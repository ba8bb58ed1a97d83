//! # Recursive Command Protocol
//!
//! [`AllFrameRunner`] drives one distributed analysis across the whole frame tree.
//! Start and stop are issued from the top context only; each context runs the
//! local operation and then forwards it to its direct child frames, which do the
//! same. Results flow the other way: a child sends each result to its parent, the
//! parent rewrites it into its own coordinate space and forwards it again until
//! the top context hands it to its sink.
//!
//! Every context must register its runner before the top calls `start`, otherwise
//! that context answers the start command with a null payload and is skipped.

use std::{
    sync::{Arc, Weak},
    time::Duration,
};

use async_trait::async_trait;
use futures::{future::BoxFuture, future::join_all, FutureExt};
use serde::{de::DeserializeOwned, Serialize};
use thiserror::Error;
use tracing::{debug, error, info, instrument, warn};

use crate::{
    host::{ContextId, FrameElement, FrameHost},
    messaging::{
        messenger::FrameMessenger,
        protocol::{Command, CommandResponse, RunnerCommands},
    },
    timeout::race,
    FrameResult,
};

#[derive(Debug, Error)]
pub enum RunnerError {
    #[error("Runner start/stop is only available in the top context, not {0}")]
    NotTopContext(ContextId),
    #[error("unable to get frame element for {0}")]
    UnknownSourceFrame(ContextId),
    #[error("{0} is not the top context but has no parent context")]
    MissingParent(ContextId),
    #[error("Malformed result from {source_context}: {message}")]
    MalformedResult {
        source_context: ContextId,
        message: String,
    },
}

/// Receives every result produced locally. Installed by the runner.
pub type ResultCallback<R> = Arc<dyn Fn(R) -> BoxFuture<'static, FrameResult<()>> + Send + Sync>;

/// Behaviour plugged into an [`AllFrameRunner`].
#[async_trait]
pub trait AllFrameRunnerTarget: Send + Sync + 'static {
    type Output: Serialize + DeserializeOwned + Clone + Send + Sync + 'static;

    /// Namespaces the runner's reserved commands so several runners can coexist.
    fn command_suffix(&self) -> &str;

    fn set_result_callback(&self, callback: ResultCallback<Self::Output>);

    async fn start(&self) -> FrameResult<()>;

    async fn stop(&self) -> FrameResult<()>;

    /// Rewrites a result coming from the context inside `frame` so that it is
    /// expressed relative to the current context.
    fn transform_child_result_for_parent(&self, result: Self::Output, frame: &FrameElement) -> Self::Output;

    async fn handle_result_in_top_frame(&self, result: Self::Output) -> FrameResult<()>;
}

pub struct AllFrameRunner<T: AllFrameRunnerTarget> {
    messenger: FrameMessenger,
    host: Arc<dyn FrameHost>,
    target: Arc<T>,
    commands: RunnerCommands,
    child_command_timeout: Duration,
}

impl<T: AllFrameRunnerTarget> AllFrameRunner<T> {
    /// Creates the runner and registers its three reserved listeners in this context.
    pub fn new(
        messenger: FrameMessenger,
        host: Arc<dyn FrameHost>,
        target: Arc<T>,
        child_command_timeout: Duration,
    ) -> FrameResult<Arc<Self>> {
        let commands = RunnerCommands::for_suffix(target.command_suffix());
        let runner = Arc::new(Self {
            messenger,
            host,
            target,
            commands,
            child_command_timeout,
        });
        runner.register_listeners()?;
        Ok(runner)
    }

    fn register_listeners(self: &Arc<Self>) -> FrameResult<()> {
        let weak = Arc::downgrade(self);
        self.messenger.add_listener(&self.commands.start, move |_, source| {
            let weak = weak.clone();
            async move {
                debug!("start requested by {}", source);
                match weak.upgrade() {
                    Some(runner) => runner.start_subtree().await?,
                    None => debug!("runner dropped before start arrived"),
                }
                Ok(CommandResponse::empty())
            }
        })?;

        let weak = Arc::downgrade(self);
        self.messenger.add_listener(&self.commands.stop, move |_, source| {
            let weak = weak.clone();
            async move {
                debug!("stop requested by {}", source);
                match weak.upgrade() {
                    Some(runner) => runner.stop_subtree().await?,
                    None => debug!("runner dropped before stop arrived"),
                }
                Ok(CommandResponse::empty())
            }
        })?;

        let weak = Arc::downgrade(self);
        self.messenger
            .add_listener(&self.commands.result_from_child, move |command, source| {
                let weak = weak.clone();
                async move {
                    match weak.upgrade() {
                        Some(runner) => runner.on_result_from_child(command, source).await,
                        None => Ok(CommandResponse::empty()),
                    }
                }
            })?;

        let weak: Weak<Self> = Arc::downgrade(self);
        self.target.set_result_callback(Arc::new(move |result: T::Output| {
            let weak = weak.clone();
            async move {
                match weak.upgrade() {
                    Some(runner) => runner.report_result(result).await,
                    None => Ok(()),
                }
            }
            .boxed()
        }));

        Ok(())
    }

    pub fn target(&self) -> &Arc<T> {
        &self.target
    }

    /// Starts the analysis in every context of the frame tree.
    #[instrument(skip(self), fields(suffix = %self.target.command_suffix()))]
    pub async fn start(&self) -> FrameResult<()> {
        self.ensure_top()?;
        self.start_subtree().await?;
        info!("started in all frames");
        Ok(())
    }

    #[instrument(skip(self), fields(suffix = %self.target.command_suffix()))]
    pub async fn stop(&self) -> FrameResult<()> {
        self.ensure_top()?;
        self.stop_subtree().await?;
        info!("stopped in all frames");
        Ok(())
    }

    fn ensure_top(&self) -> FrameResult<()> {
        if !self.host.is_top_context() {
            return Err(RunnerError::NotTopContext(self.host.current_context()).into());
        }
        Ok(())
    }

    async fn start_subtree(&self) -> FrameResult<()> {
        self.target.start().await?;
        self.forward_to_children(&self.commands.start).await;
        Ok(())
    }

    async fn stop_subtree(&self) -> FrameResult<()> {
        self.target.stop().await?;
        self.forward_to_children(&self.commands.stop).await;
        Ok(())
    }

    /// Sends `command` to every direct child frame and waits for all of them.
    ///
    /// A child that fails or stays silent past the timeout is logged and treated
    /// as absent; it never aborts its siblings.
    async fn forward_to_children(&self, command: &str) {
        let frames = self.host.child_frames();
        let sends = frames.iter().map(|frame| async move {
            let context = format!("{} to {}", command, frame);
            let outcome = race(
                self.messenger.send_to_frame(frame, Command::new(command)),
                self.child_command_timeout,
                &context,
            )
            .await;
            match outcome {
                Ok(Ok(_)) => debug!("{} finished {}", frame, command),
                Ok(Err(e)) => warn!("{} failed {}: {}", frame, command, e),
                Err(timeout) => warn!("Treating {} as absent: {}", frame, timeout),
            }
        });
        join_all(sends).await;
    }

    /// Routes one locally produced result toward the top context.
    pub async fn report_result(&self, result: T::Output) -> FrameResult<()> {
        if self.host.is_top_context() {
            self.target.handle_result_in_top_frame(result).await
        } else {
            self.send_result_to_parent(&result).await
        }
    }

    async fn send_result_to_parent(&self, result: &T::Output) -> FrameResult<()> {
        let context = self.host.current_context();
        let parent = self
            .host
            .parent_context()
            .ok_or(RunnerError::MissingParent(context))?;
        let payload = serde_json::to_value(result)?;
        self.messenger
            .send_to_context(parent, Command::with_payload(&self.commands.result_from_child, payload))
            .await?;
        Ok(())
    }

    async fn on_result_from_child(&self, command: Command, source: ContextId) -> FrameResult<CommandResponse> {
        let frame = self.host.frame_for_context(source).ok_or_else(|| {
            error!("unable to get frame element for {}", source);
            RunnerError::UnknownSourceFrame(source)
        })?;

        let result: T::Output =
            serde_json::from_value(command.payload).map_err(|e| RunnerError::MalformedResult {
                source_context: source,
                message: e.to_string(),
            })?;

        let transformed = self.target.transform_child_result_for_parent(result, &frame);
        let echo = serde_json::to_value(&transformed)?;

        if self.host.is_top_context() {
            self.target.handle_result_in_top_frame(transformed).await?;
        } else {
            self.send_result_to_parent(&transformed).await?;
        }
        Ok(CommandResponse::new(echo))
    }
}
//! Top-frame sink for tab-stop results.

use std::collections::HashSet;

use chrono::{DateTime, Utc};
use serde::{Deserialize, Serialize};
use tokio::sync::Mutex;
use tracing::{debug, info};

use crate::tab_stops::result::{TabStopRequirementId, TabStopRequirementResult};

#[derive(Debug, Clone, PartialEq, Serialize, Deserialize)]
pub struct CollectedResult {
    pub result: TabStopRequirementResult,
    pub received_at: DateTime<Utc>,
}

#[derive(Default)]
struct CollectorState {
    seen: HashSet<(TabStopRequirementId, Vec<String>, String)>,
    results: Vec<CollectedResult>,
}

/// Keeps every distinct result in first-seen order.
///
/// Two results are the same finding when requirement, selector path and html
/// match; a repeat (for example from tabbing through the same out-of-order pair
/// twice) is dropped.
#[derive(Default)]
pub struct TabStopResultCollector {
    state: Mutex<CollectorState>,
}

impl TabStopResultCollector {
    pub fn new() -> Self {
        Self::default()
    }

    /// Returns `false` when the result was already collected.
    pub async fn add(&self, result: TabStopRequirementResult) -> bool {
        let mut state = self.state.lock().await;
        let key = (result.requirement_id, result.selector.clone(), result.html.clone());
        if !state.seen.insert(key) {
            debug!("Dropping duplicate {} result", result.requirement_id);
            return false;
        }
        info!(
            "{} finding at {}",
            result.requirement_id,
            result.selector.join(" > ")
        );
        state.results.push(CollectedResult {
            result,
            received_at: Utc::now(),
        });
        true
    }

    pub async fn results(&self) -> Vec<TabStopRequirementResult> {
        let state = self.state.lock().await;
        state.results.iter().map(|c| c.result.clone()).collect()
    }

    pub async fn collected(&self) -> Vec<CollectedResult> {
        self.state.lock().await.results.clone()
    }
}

———

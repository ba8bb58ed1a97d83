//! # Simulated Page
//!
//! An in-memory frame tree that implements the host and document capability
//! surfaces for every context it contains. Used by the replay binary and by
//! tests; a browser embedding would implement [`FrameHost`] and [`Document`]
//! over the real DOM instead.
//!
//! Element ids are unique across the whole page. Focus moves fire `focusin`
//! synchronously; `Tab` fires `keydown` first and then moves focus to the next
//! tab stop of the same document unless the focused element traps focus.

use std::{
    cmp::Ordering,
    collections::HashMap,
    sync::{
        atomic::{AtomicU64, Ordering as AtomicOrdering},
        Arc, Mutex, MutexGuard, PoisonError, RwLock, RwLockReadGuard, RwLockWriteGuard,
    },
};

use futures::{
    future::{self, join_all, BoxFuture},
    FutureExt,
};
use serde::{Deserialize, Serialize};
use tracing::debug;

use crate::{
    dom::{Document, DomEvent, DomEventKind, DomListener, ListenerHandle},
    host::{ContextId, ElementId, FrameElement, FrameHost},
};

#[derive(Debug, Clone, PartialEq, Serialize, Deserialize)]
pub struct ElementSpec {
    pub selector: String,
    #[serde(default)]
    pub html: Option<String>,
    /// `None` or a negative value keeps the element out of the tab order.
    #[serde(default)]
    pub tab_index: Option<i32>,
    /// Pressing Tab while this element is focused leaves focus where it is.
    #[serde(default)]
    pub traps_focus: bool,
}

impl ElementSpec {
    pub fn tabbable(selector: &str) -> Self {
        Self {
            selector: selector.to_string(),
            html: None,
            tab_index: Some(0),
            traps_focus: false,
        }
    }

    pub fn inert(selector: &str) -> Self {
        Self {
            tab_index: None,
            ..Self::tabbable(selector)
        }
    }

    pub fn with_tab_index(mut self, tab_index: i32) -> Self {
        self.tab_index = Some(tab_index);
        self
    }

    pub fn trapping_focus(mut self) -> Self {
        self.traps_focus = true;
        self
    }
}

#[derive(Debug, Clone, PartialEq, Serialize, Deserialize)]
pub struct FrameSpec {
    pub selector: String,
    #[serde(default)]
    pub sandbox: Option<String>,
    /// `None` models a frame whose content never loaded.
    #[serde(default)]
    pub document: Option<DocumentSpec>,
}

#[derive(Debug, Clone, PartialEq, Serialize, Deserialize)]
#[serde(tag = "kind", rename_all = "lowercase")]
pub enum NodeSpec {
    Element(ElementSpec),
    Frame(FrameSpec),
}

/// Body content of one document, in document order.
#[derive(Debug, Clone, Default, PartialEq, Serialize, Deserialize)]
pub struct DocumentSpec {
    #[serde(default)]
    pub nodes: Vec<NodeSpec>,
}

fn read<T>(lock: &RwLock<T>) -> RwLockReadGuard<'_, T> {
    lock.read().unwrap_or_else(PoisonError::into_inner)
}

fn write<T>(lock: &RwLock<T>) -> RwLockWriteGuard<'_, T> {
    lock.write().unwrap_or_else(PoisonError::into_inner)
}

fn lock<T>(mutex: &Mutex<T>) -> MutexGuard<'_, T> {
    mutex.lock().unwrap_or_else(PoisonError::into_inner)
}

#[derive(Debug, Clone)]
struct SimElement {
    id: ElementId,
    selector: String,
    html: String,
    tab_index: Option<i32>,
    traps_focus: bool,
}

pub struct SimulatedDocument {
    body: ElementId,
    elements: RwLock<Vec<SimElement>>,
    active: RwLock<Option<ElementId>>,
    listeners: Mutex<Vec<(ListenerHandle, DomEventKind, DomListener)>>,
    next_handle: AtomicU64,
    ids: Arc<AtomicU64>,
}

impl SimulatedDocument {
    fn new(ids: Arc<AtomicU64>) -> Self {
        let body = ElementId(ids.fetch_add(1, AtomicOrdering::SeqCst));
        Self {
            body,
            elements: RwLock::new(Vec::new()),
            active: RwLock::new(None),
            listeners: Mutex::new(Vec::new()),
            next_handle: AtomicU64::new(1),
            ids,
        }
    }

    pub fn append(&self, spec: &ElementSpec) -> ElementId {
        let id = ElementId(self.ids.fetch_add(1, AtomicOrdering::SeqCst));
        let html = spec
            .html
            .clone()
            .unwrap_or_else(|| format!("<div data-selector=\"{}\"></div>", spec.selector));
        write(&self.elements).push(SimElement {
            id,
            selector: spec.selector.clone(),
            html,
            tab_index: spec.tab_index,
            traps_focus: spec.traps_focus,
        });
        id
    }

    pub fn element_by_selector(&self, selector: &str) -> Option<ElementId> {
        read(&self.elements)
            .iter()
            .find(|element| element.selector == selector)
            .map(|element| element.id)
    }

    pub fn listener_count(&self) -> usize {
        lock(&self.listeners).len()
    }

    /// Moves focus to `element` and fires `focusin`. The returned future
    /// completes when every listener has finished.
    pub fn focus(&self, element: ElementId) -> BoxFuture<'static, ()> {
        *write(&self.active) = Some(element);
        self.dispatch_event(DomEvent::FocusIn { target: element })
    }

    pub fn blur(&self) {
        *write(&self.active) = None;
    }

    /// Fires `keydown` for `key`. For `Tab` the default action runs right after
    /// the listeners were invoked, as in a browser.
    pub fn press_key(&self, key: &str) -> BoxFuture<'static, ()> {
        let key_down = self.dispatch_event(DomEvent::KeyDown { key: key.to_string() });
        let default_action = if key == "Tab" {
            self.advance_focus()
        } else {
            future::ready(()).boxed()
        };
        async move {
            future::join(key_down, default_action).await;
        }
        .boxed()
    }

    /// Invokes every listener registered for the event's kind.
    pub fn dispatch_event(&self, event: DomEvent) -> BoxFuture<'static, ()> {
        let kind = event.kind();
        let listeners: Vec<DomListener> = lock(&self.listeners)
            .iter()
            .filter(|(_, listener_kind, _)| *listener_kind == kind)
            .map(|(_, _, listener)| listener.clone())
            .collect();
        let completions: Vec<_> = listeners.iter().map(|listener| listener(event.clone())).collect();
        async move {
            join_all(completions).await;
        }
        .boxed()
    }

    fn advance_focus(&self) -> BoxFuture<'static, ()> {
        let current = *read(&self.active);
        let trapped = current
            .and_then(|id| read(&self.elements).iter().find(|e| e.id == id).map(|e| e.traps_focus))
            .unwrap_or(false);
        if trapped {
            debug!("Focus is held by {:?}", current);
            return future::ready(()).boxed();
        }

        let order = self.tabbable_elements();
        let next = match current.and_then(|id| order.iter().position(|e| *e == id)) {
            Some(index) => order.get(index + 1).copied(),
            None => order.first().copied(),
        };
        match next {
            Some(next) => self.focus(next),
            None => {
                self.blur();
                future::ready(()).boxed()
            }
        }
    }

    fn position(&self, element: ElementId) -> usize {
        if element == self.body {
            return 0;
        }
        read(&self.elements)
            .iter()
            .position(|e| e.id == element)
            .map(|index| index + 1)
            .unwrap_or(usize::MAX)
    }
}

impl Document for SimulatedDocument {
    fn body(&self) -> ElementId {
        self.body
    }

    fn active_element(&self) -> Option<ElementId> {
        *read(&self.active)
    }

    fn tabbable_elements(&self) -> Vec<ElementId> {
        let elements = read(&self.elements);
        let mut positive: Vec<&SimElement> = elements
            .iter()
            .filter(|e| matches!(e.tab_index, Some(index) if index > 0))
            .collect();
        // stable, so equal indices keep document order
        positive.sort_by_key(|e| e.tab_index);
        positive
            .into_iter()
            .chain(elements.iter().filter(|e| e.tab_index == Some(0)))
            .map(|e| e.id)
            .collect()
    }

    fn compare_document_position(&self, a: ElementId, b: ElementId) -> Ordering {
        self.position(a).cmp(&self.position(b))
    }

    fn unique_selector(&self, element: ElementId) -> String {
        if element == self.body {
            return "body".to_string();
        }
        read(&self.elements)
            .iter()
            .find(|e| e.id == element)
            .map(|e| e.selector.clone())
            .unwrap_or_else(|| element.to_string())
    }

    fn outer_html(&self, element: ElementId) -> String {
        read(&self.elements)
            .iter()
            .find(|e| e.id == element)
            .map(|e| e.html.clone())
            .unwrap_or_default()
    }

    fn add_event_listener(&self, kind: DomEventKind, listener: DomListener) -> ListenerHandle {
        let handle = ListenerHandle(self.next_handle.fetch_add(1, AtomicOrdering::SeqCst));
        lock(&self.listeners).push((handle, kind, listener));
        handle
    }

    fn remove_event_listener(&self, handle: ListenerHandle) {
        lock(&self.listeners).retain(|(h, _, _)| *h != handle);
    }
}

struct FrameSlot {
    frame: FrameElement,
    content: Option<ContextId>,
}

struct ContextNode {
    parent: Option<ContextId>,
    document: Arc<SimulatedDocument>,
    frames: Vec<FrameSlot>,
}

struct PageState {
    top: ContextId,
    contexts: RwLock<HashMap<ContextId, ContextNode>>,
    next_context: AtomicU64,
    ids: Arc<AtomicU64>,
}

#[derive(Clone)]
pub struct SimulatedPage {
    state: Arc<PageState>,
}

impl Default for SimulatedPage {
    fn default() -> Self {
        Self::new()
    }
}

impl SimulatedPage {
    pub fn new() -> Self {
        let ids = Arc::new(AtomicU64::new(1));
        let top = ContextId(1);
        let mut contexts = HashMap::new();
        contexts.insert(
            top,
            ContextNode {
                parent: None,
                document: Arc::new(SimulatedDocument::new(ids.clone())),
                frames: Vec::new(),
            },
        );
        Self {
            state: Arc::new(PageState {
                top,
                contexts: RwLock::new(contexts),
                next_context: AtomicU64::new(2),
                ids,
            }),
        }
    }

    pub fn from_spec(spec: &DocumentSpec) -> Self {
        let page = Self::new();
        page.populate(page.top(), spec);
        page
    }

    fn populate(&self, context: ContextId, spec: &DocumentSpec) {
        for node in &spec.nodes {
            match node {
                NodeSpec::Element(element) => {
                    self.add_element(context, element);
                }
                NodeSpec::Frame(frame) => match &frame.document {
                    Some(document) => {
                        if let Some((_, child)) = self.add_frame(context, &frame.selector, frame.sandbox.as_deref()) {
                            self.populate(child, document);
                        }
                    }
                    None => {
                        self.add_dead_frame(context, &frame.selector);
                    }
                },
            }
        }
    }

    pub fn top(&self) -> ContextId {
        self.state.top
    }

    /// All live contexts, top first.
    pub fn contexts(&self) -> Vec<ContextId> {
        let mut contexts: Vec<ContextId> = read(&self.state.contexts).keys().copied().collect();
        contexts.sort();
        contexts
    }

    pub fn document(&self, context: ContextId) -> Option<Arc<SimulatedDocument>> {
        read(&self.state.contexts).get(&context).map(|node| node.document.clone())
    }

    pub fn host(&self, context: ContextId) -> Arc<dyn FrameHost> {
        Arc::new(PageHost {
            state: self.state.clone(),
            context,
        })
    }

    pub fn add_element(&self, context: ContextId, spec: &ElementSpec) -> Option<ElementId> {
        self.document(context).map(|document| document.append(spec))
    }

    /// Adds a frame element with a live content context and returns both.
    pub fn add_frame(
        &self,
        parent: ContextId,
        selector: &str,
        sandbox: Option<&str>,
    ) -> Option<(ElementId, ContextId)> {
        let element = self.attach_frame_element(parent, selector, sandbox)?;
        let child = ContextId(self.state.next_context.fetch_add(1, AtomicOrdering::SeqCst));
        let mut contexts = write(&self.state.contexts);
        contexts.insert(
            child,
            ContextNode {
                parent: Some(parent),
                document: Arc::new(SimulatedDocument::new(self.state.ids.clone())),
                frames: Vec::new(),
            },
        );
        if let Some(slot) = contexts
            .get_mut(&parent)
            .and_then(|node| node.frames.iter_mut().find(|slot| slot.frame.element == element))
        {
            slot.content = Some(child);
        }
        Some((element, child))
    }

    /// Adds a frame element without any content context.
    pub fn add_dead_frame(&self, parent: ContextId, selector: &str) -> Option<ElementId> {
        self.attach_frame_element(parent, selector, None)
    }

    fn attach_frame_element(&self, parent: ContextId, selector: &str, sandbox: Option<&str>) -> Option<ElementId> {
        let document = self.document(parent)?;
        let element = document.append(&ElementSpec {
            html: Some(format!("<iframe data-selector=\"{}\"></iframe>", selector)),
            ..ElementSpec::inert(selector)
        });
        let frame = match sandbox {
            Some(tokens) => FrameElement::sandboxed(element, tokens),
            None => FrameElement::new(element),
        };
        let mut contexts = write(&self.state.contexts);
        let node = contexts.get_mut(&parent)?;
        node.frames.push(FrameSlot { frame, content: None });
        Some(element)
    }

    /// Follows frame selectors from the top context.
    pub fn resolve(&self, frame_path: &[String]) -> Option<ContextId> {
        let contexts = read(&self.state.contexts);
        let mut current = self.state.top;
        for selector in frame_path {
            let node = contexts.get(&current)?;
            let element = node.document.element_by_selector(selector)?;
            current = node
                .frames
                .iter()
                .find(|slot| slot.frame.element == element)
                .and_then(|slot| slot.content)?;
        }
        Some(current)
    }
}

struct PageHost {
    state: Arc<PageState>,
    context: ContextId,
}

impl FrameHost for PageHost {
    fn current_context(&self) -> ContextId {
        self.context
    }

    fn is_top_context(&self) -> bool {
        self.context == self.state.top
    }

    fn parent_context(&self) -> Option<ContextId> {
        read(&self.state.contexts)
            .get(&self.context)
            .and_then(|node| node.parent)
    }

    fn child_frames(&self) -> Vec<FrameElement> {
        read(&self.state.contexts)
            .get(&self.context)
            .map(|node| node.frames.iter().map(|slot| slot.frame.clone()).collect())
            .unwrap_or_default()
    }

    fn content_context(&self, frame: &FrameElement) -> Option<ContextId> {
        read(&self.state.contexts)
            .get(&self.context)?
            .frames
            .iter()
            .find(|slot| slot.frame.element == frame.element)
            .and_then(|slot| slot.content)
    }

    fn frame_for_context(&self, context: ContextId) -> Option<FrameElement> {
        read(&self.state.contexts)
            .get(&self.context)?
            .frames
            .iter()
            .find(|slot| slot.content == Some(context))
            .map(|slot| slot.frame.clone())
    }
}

———

PROBLEM DETAILS: Find the string "transformed" in the listing and copy every line in which it occurs.

FINISHED EXERCISE:
        let transformed = self.target.transform_child_result_for_parent(result, &frame);
        let echo = serde_json::to_value(&transformed)?;
            self.target.handle_result_in_top_frame(transformed).await?;
            self.send_result_to_parent(&transformed).await?;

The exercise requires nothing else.